Stored items:
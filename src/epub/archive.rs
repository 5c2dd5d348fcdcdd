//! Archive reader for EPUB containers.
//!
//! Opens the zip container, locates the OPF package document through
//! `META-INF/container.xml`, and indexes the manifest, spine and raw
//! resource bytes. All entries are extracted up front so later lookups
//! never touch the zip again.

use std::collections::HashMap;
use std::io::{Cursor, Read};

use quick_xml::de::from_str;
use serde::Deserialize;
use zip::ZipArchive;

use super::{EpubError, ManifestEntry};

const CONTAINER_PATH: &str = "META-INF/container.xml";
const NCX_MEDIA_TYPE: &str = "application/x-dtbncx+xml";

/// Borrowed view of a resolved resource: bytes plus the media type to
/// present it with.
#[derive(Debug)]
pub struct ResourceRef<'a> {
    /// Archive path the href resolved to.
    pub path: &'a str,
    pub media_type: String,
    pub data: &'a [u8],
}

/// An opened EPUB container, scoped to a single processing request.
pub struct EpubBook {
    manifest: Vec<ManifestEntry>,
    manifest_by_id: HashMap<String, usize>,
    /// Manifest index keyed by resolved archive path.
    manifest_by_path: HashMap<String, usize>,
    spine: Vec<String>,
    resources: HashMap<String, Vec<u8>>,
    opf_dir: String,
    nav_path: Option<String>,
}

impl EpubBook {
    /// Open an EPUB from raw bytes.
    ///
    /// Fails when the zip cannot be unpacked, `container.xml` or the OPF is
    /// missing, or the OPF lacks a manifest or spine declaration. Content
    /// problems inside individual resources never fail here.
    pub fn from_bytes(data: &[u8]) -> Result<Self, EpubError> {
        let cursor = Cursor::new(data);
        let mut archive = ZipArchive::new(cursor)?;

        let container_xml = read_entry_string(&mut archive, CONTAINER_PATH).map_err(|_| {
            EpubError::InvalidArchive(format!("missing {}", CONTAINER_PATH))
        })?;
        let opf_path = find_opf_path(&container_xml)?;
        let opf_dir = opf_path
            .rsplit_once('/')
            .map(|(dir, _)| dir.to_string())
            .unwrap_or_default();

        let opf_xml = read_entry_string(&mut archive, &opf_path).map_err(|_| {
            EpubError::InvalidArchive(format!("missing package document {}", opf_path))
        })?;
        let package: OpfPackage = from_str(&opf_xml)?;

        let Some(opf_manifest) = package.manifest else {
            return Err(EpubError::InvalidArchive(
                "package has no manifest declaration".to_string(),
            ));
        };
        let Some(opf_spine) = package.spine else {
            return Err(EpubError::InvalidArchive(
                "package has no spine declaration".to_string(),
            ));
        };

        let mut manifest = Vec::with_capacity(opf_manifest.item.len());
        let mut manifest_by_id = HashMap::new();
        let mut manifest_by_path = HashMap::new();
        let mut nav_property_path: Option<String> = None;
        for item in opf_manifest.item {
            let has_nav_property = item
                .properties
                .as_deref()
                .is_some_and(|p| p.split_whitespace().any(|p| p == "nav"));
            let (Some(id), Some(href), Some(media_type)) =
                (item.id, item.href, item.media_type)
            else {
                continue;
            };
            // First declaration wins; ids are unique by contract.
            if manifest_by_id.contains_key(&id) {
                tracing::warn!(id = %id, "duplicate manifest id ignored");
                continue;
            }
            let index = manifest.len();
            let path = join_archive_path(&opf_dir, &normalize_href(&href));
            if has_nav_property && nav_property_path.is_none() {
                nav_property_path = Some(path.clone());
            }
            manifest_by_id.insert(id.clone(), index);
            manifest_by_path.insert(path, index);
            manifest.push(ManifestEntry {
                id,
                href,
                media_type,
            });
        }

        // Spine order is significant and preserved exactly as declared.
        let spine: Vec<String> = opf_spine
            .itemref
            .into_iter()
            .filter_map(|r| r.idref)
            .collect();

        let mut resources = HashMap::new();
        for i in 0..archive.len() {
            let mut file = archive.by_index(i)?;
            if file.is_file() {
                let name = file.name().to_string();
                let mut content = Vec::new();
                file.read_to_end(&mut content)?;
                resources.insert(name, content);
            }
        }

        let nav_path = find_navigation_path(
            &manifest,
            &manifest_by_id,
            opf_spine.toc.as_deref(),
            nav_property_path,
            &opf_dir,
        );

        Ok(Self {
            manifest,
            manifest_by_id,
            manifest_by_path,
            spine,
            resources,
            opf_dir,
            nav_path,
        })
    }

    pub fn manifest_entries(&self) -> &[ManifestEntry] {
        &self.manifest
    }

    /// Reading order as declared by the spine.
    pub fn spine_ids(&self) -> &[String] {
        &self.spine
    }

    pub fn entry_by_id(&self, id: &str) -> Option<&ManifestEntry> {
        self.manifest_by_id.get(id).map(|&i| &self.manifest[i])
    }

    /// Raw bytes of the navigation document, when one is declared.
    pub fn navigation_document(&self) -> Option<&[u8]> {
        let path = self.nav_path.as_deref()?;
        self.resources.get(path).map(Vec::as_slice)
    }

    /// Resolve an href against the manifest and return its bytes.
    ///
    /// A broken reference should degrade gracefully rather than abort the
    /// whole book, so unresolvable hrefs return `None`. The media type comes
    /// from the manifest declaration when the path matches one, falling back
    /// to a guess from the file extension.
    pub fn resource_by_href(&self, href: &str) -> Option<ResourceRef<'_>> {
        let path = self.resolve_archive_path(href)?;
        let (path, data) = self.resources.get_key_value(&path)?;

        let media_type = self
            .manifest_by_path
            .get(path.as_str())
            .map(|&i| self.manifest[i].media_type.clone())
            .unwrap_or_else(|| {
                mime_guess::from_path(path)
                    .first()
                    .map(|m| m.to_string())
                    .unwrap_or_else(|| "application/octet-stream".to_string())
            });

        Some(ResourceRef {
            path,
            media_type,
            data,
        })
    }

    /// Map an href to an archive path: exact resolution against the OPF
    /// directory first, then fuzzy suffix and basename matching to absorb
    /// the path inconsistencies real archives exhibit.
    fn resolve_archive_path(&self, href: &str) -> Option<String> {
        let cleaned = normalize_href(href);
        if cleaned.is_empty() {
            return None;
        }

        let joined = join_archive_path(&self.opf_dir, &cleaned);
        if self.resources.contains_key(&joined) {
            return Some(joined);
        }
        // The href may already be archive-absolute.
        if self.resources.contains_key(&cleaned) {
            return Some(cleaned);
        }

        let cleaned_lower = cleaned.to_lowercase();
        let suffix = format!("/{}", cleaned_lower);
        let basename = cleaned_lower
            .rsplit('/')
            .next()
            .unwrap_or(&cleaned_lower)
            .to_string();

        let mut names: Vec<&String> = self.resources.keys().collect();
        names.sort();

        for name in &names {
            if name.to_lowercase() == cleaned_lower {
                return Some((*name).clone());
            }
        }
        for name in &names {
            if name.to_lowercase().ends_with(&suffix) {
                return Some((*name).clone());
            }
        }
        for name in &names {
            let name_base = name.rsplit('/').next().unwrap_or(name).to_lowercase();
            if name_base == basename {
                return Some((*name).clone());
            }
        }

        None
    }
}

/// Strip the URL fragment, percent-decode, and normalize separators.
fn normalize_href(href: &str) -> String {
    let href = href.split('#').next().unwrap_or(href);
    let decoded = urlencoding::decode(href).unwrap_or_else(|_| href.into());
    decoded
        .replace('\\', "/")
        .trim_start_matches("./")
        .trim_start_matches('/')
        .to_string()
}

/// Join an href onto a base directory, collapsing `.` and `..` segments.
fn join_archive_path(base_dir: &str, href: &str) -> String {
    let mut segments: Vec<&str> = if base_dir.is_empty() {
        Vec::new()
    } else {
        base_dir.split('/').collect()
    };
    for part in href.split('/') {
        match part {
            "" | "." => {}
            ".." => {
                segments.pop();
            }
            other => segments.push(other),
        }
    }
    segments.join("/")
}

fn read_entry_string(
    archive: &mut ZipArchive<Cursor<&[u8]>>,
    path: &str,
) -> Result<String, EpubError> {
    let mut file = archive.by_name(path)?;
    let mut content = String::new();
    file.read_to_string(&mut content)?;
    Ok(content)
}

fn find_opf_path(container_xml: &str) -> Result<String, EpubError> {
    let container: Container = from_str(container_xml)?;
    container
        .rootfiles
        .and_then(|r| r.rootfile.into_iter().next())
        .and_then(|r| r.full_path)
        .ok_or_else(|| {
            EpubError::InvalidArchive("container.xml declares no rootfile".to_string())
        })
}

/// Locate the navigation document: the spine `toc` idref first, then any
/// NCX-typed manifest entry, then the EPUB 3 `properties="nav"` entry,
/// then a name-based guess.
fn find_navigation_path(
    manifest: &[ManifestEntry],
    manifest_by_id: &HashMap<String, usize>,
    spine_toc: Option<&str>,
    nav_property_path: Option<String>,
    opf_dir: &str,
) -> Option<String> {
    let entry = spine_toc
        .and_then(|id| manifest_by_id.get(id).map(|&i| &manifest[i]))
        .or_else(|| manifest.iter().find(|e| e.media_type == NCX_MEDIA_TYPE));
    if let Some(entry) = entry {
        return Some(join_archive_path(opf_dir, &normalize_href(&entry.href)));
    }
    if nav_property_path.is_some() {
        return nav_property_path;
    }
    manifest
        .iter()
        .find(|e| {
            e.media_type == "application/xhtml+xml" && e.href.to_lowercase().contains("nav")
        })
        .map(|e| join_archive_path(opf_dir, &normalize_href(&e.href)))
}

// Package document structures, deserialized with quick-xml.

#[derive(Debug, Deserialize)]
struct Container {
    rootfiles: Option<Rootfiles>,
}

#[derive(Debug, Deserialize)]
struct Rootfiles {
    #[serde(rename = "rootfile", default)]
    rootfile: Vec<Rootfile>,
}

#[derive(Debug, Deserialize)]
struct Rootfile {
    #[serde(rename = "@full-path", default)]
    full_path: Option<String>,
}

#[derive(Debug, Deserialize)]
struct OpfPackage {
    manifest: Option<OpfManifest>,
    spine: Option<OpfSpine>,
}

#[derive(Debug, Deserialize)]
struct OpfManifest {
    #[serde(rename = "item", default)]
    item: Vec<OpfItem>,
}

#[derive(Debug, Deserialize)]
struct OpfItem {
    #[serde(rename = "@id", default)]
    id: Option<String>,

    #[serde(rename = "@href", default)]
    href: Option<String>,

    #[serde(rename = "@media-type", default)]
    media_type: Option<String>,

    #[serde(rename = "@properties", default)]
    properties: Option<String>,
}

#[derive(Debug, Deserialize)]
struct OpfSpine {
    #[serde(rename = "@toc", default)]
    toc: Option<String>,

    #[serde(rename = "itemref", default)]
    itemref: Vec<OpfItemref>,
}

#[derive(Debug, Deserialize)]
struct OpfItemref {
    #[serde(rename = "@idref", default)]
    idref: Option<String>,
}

...

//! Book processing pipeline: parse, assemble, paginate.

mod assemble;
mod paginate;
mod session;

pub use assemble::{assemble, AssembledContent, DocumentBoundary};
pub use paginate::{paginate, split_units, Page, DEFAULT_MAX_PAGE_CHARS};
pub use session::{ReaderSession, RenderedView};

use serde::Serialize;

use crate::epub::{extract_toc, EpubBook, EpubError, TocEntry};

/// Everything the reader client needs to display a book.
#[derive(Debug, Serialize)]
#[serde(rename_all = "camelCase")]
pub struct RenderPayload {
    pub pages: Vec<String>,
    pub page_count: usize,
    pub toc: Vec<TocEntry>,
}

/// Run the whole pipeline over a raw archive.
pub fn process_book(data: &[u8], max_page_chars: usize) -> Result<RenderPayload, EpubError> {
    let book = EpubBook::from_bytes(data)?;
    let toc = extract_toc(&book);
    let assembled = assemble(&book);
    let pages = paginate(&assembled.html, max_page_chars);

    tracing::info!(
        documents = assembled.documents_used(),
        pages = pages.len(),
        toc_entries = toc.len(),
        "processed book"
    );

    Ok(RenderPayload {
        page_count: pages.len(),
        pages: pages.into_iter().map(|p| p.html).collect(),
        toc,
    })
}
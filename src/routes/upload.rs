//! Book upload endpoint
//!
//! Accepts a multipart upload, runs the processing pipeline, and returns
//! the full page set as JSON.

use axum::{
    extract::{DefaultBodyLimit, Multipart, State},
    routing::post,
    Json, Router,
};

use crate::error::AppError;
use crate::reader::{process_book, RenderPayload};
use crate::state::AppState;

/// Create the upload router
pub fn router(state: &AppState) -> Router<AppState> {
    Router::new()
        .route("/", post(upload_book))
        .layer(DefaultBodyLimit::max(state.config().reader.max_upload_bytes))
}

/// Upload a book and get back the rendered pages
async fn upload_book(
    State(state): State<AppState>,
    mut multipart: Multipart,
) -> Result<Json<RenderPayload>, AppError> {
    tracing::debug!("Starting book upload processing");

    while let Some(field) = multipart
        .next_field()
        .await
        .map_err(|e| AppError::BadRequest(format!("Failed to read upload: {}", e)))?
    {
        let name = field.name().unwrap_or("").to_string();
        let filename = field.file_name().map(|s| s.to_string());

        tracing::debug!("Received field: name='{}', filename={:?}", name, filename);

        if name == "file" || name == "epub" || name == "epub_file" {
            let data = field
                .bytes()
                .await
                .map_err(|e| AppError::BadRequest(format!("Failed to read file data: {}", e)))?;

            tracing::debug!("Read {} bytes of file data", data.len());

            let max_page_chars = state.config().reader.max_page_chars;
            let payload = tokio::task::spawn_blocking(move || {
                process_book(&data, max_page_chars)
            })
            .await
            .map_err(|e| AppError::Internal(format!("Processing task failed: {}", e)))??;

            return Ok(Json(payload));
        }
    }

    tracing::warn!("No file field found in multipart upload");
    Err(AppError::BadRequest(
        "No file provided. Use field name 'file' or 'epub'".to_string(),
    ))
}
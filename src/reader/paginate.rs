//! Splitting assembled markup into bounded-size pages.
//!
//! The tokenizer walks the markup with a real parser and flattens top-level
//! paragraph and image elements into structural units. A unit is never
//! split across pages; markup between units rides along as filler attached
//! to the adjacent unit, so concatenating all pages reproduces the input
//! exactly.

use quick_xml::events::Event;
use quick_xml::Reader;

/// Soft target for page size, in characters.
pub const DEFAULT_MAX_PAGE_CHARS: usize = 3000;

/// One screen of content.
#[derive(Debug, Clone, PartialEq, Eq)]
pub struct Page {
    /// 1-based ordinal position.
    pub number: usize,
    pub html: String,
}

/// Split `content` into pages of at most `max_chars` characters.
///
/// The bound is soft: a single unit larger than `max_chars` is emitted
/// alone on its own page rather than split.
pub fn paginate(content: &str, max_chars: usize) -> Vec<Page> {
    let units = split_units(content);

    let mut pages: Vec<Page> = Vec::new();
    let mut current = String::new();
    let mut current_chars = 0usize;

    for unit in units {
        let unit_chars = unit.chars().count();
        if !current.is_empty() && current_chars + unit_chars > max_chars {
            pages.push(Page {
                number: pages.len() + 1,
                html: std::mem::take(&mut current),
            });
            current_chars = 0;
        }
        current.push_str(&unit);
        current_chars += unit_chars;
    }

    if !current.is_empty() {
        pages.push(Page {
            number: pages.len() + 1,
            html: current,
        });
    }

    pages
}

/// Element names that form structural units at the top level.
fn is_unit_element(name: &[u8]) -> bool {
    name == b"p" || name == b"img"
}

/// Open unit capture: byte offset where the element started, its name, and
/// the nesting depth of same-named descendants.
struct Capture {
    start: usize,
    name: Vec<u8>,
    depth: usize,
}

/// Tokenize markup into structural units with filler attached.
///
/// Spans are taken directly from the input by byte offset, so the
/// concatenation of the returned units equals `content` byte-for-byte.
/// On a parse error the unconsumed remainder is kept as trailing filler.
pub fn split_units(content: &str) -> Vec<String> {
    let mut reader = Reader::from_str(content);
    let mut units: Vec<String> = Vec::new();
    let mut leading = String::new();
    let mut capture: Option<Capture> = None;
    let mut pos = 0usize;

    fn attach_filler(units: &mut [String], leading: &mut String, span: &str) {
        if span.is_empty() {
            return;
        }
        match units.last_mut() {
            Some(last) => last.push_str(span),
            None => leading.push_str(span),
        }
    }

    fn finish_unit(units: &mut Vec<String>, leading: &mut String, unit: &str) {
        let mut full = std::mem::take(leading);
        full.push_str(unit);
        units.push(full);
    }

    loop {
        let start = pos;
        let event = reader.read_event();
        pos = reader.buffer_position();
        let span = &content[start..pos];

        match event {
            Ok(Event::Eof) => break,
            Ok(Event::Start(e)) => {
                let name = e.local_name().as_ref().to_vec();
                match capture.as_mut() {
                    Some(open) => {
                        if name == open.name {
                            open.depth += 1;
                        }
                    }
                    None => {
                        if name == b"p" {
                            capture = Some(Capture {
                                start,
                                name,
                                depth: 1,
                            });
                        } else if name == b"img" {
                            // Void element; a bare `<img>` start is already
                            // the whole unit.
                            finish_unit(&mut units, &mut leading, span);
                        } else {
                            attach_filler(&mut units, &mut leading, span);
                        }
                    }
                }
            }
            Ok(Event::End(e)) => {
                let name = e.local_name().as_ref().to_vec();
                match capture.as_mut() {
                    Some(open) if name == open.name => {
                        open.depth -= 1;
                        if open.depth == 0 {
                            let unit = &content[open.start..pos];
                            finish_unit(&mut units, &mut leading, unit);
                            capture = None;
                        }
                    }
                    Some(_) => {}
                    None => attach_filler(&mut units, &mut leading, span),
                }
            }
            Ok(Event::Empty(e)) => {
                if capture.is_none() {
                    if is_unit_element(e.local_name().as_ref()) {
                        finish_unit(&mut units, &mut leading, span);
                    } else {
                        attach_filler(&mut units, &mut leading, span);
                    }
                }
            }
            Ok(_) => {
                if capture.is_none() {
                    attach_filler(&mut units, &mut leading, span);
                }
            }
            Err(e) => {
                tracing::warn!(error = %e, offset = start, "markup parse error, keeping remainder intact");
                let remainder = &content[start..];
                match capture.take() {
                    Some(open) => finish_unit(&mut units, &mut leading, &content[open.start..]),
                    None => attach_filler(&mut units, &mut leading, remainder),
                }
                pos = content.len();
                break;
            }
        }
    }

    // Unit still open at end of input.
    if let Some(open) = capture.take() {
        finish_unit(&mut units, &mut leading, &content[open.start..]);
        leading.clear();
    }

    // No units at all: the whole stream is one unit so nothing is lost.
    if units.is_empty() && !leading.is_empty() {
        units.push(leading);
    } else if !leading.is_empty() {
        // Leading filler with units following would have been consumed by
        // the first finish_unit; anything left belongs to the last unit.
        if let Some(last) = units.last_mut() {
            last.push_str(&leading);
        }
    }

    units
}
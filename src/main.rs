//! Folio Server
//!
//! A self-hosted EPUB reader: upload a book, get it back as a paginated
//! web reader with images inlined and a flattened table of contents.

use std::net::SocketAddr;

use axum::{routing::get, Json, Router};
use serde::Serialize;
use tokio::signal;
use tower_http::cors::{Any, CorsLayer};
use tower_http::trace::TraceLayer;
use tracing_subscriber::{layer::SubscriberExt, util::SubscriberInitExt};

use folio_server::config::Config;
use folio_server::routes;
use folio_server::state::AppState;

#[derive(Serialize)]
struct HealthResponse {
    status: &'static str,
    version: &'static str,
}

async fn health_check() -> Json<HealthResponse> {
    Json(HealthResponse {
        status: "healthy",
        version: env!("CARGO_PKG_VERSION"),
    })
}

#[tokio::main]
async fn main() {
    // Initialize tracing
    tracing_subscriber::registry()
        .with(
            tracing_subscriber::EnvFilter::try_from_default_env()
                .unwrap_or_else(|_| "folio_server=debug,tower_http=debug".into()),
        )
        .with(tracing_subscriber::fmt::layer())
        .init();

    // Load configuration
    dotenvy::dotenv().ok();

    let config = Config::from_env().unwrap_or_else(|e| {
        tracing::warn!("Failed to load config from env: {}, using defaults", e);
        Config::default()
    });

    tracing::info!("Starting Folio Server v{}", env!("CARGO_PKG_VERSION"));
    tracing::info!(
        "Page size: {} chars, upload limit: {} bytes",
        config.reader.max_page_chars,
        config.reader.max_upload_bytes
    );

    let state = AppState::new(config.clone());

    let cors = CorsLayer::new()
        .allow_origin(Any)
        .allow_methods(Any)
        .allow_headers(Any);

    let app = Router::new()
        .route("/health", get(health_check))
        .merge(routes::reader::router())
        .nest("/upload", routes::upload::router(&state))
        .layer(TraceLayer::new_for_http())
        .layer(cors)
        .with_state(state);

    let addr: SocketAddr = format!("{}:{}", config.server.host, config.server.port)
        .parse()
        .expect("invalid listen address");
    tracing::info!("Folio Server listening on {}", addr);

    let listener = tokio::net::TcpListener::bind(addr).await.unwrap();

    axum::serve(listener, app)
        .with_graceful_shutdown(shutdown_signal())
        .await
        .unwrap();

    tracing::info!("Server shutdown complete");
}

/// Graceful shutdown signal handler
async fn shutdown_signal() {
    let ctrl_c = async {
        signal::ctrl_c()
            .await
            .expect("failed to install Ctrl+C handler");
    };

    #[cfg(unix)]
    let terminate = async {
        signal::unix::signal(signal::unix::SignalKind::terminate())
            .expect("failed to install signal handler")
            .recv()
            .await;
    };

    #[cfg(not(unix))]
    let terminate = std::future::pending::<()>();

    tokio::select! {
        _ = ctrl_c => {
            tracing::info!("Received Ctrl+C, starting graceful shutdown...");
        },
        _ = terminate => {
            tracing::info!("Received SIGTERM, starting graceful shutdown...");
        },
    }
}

→ **Your objective**: Given the entries above, say how many lines include the word "warn", and write nothing besides the number.

→ **Your solution**: 4